▸ Material supplied
────
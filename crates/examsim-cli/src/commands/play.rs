//! Interactive exam session on the terminal.
//!
//! Ticks come from a tokio interval and stdin lines are parsed into intents;
//! both feed the same simulator from one `select!` loop.

use std::path::PathBuf;
use std::time::Duration;

use clap::Args;
use examsim_core::{
    Config, Event, FinalView, Intent, QuestionStatus, QuizSimulator, Screen, TimerKind,
};
use tokio::io::{AsyncBufReadExt, BufReader};
use tokio::time::MissedTickBehavior;

#[derive(Args)]
pub struct PlayArgs {
    /// Module to start with (defaults to the first in the sequence)
    #[arg(long)]
    module: Option<String>,
    /// Question bank file (TOML or JSON)
    #[arg(long)]
    bank: Option<PathBuf>,
}

enum Input {
    Intent(Intent),
    Status,
    Help,
    Quit,
    Unknown,
}

const HELP: &str = "\
commands:
  <n>        choose option n
  j <n>      jump to question n
  n          skip feedback
  next       go to the next module
  home       return to the home screen
  start <id> start a module
  cert       view the certificate
  reset      clear all results
  s          show status
  q          quit";

pub fn run(args: PlayArgs) -> Result<(), Box<dyn std::error::Error>> {
    let config = Config::load_or_default();
    let bank = super::load_bank(args.bank, &config)?;
    let module_id = match args.module {
        Some(id) => id,
        None => bank
            .sequence()
            .first()
            .cloned()
            .ok_or("question bank has an empty sequence")?,
    };
    let period = Duration::from_millis(config.timing.tick_millis.max(1));
    let mut sim = QuizSimulator::with_timing(bank, config.timing());

    let events = sim.dispatch(Intent::StartModule { module_id })?;
    println!("{HELP}\n");
    render(&sim, &events);

    let runtime = tokio::runtime::Builder::new_current_thread()
        .enable_all()
        .build()?;
    runtime.block_on(session_loop(&mut sim, period))
}

async fn session_loop(
    sim: &mut QuizSimulator,
    period: Duration,
) -> Result<(), Box<dyn std::error::Error>> {
    let mut lines = BufReader::new(tokio::io::stdin()).lines();
    let mut interval = tokio::time::interval(period);
    interval.set_missed_tick_behavior(MissedTickBehavior::Delay);
    // The first tick completes immediately.
    interval.tick().await;

    loop {
        tokio::select! {
            _ = interval.tick() => {
                let events = sim.tick(1);
                render(sim, &events);
            }
            line = lines.next_line() => {
                let Some(line) = line? else {
                    break;
                };
                match parse_input(sim, &line) {
                    Input::Intent(intent) => match sim.dispatch(intent) {
                        Ok(events) => render(sim, &events),
                        Err(e) => println!("! {e}"),
                    },
                    Input::Status => print_status(sim),
                    Input::Help => println!("{HELP}"),
                    Input::Quit => break,
                    Input::Unknown => println!("! unrecognised input, type 'h' for help"),
                }
            }
        }
        if sim.screen() == Screen::Certificate {
            break;
        }
    }
    Ok(())
}

fn parse_input(sim: &QuizSimulator, line: &str) -> Input {
    let mut words = line.split_whitespace();
    let Some(head) = words.next() else {
        return Input::Unknown;
    };
    let arg = words.next();
    match (head, arg) {
        ("q" | "quit", _) => Input::Quit,
        ("h" | "help", _) => Input::Help,
        ("s" | "status", _) => Input::Status,
        ("n", None) => Input::Intent(Intent::SkipFeedback),
        ("next", None) => Input::Intent(Intent::GoToNextModule),
        ("home", None) => Input::Intent(Intent::ReturnHome),
        ("cert", None) => Input::Intent(Intent::ViewCertificate),
        ("reset", None) => Input::Intent(Intent::ResetProgress),
        ("start", Some(id)) => Input::Intent(Intent::StartModule {
            module_id: id.to_string(),
        }),
        ("j", Some(n)) => match n.parse::<usize>() {
            Ok(n) if n > 0 => Input::Intent(Intent::JumpToQuestion { index: n - 1 }),
            _ => Input::Unknown,
        },
        (n, None) => {
            let option = n
                .parse::<usize>()
                .ok()
                .and_then(|n| n.checked_sub(1))
                .and_then(|i| sim.engine().current_question()?.options.get(i).cloned());
            match option {
                Some(option) => Input::Intent(Intent::SelectOption { option }),
                None => Input::Unknown,
            }
        }
        _ => Input::Unknown,
    }
}

fn render(sim: &QuizSimulator, events: &[Event]) {
    for event in events {
        match event {
            Event::QuestionEntered {
                index,
                remaining_ticks,
                ..
            } => {
                print_question(sim, *index);
                println!("  [{remaining_ticks}s]");
            }
            Event::QuestionReviewed { index, status, .. } => {
                print_question(sim, *index);
                println!("  already answered: {}", status_label(*status));
            }
            Event::OptionSelected {
                is_correct,
                correct_answer,
                feedback,
                ..
            } => {
                if *is_correct {
                    println!("  correct!");
                } else {
                    println!("  incorrect, the answer is: {correct_answer}");
                }
                print_feedback(feedback);
            }
            Event::QuestionTimedOut {
                correct_answer,
                feedback,
                ..
            } => {
                println!("  time's up, the answer is: {correct_answer}");
                print_feedback(feedback);
            }
            Event::CountdownTicked {
                kind: TimerKind::Question,
                remaining_ticks,
                ..
            } if *remaining_ticks <= 5 || remaining_ticks % 15 == 0 => {
                println!("  [{remaining_ticks}s left]");
            }
            Event::AttemptAbandoned { module_id, .. } => {
                println!("left {module_id}, nothing recorded");
            }
            Event::ResultRecorded { .. } => print_results(sim),
            Event::ProgressReset { .. } => println!("all results cleared"),
            Event::ScreenChanged {
                screen: Screen::Home,
                ..
            } => print_home(sim),
            Event::ScreenChanged {
                screen: Screen::Certificate,
                ..
            } => print_final(sim),
            _ => {}
        }
    }
}

fn print_question(sim: &QuizSimulator, index: usize) {
    let engine = sim.engine();
    let Some(question) = engine.current_question() else {
        return;
    };
    println!(
        "\nQuestion {}/{}: {}",
        index + 1,
        engine.ledger().len(),
        question.prompt
    );
    for (i, option) in question.options.iter().enumerate() {
        println!("  {}) {option}", i + 1);
    }
}

fn print_feedback(feedback: &str) {
    if !feedback.is_empty() {
        println!("  {feedback}");
    }
}

fn print_status(sim: &QuizSimulator) {
    let snapshot = sim.engine().snapshot();
    let marks: String = snapshot
        .statuses
        .iter()
        .map(|s| match s {
            QuestionStatus::Pending => '.',
            QuestionStatus::Correct => '+',
            QuestionStatus::Incorrect => 'x',
            QuestionStatus::Skipped => '-',
        })
        .collect();
    println!(
        "{} [{marks}] {} correct, {} elapsed",
        snapshot.module_id.as_deref().unwrap_or("-"),
        snapshot.stats.correct,
        snapshot.stats.elapsed_display()
    );
}

fn print_results(sim: &QuizSimulator) {
    let Some(view) = sim.results_view() else {
        return;
    };
    let stats = view.result.stats;
    println!(
        "\n{}: {}% ({}) in {}",
        view.title,
        view.grade.percentage,
        view.grade.tier,
        stats.elapsed_display()
    );
    println!(
        "  {} correct, {} incorrect, {} skipped",
        stats.correct, stats.incorrect, stats.skipped
    );
    println!("  {}", view.grade.advisory);
    if view.has_next_module {
        println!("type 'next' for the next module");
    } else if view.can_view_certificate {
        println!("type 'cert' to see your final result");
    }
}

fn print_home(sim: &QuizSimulator) {
    println!("\nmodules:");
    for module in sim.bank().sequence_modules() {
        let done = if sim.aggregator().is_completed(&module.id) {
            "done"
        } else {
            "    "
        };
        println!("  [{done}] {:<16} {}", module.id, module.title);
    }
    println!("type 'start <id>' to begin");
}

fn print_final(sim: &QuizSimulator) {
    let report = match sim.final_report() {
        Ok(report) => report,
        Err(e) => {
            println!("! {e}");
            return;
        }
    };
    match report.final_view() {
        Some(FinalView::Certificate) => println!(
            "\n*** Certificate of completion: {}% ({}) ***",
            report.percentage(),
            report.grade.tier
        ),
        Some(FinalView::Report) | None => {
            println!(
                "\nFinal report: {}% ({})",
                report.percentage(),
                report.grade.tier
            );
            if !report.remediation.is_empty() {
                println!("  review: {}", report.remediation.join(", "));
            }
        }
    }
}

fn status_label(status: QuestionStatus) -> &'static str {
    match status {
        QuestionStatus::Pending => "not yet",
        QuestionStatus::Correct => "correct",
        QuestionStatus::Incorrect => "incorrect",
        QuestionStatus::Skipped => "timed out",
    }
}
────
▸ Problem description
Look above and repeat, character for character, the lines from the first one to the line with "let mut lines", counting both.

▸ Solution for this exercise
filename crates/examsim-cli/src/commands/play.rs
//! Interactive exam session on the terminal.
//!
//! Ticks come from a tokio interval and stdin lines are parsed into intents;
//! both feed the same simulator from one `select!` loop.

use std::path::PathBuf;
use std::time::Duration;

use clap::Args;
use examsim_core::{
    Config, Event, FinalView, Intent, QuestionStatus, QuizSimulator, Screen, TimerKind,
};
use tokio::io::{AsyncBufReadExt, BufReader};
use tokio::time::MissedTickBehavior;

#[derive(Args)]
pub struct PlayArgs {
    /// Module to start with (defaults to the first in the sequence)
    #[arg(long)]
    module: Option<String>,
    /// Question bank file (TOML or JSON)
    #[arg(long)]
    bank: Option<PathBuf>,
}

enum Input {
    Intent(Intent),
    Status,
    Help,
    Quit,
    Unknown,
}

const HELP: &str = "\
commands:
  <n>        choose option n
  j <n>      jump to question n
  n          skip feedback
  next       go to the next module
  home       return to the home screen
  start <id> start a module
  cert       view the certificate
  reset      clear all results
  s          show status
  q          quit";

pub fn run(args: PlayArgs) -> Result<(), Box<dyn std::error::Error>> {
    let config = Config::load_or_default();
    let bank = super::load_bank(args.bank, &config)?;
    let module_id = match args.module {
        Some(id) => id,
        None => bank
            .sequence()
            .first()
            .cloned()
            .ok_or("question bank has an empty sequence")?,
    };
    let period = Duration::from_millis(config.timing.tick_millis.max(1));
    let mut sim = QuizSimulator::with_timing(bank, config.timing());

    let events = sim.dispatch(Intent::StartModule { module_id })?;
    println!("{HELP}\n");
    render(&sim, &events);

    let runtime = tokio::runtime::Builder::new_current_thread()
        .enable_all()
        .build()?;
    runtime.block_on(session_loop(&mut sim, period))
}

async fn session_loop(
    sim: &mut QuizSimulator,
    period: Duration,
) -> Result<(), Box<dyn std::error::Error>> {
    let mut lines = BufReader::new(tokio::io::stdin()).lines();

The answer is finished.